*** Opening ENTRIES PROVIDED ***

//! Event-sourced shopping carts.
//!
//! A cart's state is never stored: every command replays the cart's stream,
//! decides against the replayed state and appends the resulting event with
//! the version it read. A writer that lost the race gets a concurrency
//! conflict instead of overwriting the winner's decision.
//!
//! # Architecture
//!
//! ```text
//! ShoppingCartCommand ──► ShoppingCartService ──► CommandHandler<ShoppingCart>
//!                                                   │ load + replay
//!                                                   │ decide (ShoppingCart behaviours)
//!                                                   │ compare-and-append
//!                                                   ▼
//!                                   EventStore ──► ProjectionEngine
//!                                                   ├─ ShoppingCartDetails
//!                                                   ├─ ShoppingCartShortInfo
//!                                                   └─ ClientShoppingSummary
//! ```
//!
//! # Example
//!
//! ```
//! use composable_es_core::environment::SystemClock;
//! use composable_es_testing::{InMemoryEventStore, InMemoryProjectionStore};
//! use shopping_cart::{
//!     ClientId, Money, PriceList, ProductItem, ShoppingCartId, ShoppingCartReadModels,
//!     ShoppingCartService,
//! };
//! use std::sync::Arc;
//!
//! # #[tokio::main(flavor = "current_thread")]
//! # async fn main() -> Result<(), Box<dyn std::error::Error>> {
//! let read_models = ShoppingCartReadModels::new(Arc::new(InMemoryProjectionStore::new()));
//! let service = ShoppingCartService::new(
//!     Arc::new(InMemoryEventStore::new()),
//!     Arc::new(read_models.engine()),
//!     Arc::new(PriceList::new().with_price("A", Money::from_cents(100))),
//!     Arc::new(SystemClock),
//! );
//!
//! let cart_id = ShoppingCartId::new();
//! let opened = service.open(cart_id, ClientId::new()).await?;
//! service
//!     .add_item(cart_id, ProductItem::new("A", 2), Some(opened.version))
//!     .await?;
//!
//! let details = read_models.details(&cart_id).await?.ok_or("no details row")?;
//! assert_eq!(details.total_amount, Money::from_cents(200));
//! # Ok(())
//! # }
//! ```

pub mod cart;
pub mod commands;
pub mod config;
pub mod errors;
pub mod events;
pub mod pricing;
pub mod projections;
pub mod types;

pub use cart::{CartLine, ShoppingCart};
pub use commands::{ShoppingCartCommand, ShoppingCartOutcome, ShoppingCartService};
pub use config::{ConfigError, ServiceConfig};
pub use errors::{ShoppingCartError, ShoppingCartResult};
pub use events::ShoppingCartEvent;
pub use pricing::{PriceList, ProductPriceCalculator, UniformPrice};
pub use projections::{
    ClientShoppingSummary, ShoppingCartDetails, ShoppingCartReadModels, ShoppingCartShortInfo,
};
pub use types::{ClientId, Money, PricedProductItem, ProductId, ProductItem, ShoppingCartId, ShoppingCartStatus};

*** Closing ENTRIES PROVIDED ***

**ASSIGNMENT:**
Tally, in the data above, the lines where the word "types" occurs, and give the figure alone.

**WRITTEN SOLUTION:**
2